First, shoes—as in, having good ones is exceedingly important. I actually began my walking odyssey last spring, but I was walking in whatever hipster sneakers or civilian boots I had handy. These are fine for short jaunts, but for serious walking, they should be considered as dangerous as high heels. I ended up with weird leg pains and swelling that I was sure meant imminent death. One very expensive trip to the vascular surgeon ruled that out, thank God. But it was the few consultations I had with my cousin Karen, an alignment expert, that set me right. She did a diagnostic long-distance, and prescribed a series of exercises and relatively inexpensive accessories to help correct what I’d thrown off with overzealousness and ill-fitting shoes.

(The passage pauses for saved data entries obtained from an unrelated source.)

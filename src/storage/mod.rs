// Storage module - PERSISTENCE
// Handles whole-chain persistence using sled

mod store;

pub use store::{ChainStorage, ChainStore, MemoryChainStore, StorageStats, StoreError};
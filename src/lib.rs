// docledger - Permissioned proof-of-authority ledger for document attestations
//
// Each node keeps a hash-chained ledger of attestation entries, pushes new
// entries to its peers, and converges on the longest valid chain.

pub mod attest;
pub mod config;
pub mod ledger;
pub mod node;
pub mod storage;
pub mod sync;
pub mod transport;

pub use config::{ConfigError, NodeConfig};
pub use ledger::{AuthoritySet, DocumentRecord, Entry, EntryHash, Ledger, LedgerError, Payload};
pub use node::{Node, NodeError};
pub use sync::{DocumentQuery, Message};
pub use transport::PeerAddress;
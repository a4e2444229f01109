// Attest - Content hashing for documents submitted to or verified against the ledger

use sha2::{Digest, Sha256};
use std::path::Path;

/// Lowercase hex SHA-256 of `bytes`
pub fn hash_bytes(bytes: &[u8]) -> String {
    hex::encode(Sha256::digest(bytes))
}

/// Lowercase hex SHA-256 of the file at `path`
pub async fn hash_file<P: AsRef<Path>>(path: P) -> std::io::Result<String> {
    let bytes = tokio::fs::read(path).await?;
    Ok(hash_bytes(&bytes))
}
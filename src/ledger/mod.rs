// Ledger module - THE CHAIN
// Handles entries, proof-of-authority validation and the node's local chain

mod authority;
mod chain;
mod entry;
mod validation;

pub use authority::{AuthoritySet, DEFAULT_AUTHORITIES};
pub use chain::{IngestOutcome, Ledger, LedgerError};
pub use entry::{
    DocumentRecord, Entry, EntryHash, Payload, GENESIS_LABEL, GENESIS_PREVIOUS_HASH,
    GENESIS_VALIDATOR,
};
pub use validation::{ChainValidator, RejectReason};
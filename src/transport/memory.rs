// Memory Transport - In-process network for running several nodes together
//
// Nodes register under an address; requests and sessions call straight
// into the registered handler. Addresses can be taken offline to simulate
// unreachable peers.

use crate::sync::Message;
use crate::transport::{MessageHandler, PeerAddress, PeerClient, PeerSession, TransportError};
use async_trait::async_trait;
use std::collections::{HashMap, HashSet};
use std::sync::{Arc, RwLock, Weak};

#[derive(Default)]
struct Routes {
    handlers: HashMap<PeerAddress, Weak<dyn MessageHandler>>,
    offline: HashSet<PeerAddress>,
}

/// Shared in-process network; clone it to hand out to each node
#[derive(Clone, Default)]
pub struct MemoryNetwork {
    routes: Arc<RwLock<Routes>>,
}

impl MemoryNetwork {
    pub fn new() -> Self {
        Self::default()
    }

    /// Make `handler` reachable at `address`
    pub fn register<H>(&self, address: PeerAddress, handler: &Arc<H>)
    where
        H: MessageHandler + 'static,
    {
        let weak: Weak<dyn MessageHandler> = Arc::downgrade(handler) as Weak<dyn MessageHandler>;
        if let Ok(mut routes) = self.routes.write() {
            routes.handlers.insert(address, weak);
        }
    }

    /// Take an address offline (or bring it back)
    pub fn set_offline(&self, address: &PeerAddress, offline: bool) {
        if let Ok(mut routes) = self.routes.write() {
            if offline {
                routes.offline.insert(address.clone());
            } else {
                routes.offline.remove(address);
            }
        }
    }

    /// Hand out this network as a peer client
    pub fn client(&self) -> Arc<dyn PeerClient> {
        Arc::new(self.clone())
    }

    fn resolve(&self, address: &PeerAddress) -> Result<Arc<dyn MessageHandler>, TransportError> {
        let routes = self
            .routes
            .read()
            .map_err(|e| TransportError::ConnectionFailed(e.to_string()))?;

        if routes.offline.contains(address) {
            return Err(TransportError::ConnectionFailed(format!("{address} is offline")));
        }

        routes
            .handlers
            .get(address)
            .and_then(Weak::upgrade)
            .ok_or_else(|| TransportError::ConnectionFailed(format!("no route to {address}")))
    }
}

#[async_trait]
impl PeerClient for MemoryNetwork {
    async fn request(
        &self,
        address: &PeerAddress,
        message: Message,
    ) -> Result<Message, TransportError> {
        let handler = self.resolve(address)?;
        handler
            .handle_message(message)
            .await
            .ok_or(TransportError::ConnectionClosed)
    }

    async fn open_session(
        &self,
        address: &PeerAddress,
    ) -> Result<Box<dyn PeerSession>, TransportError> {
        self.resolve(address)?;
        Ok(Box::new(MemorySession {
            network: self.clone(),
            address: address.clone(),
        }))
    }
}

struct MemorySession {
    network: MemoryNetwork,
    address: PeerAddress,
}

#[async_trait]
impl PeerSession for MemorySession {
    async fn send(&mut self, message: &Message) -> Result<(), TransportError> {
        // Re-resolve on every push so going offline is noticed mid-session
        let handler = self.network.resolve(&self.address)?;
        handler.handle_message(message.clone()).await;
        Ok(())
    }
}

I’m now on my third pair of these Altra “Zero-Drop” beauties. If it is not immediately obvious, I am using the word “beauties” ironically, because merry christmas, them is some ugly-looking shoes. If it is not also obvious by the rollover, that is an Amazon affiliate link, because these run $100 a pop, and I burn through a pair every two months. I am also a convert to toe socks, although not so anyone can see. It just feels nice, each toe having its own snuggly socklet, and I find there’s less chafing and sweating.
Second, and finally, competition: it makes capitalism and me run. Er, walk. Even when I was just competing with myself, walking with the Fitbit and seeing how many steps I’d accrued really incentivized me.
Now that I have a handful of friends on my leaderboard, I’m even more motivated, because I’LL BE DAMNED IF I’LL LET MIKE MONTEIRO BEAT ME.
In case you did not see the very obvious hovers, all the item links are Amazon affiliate links, which means if you click on them and then buy something—anything…even a potato chip at Amazon, I will get some money. Rest assured that it will not be much (especially if you buy a potato chip), and that it will all go toward the next pair of Altras.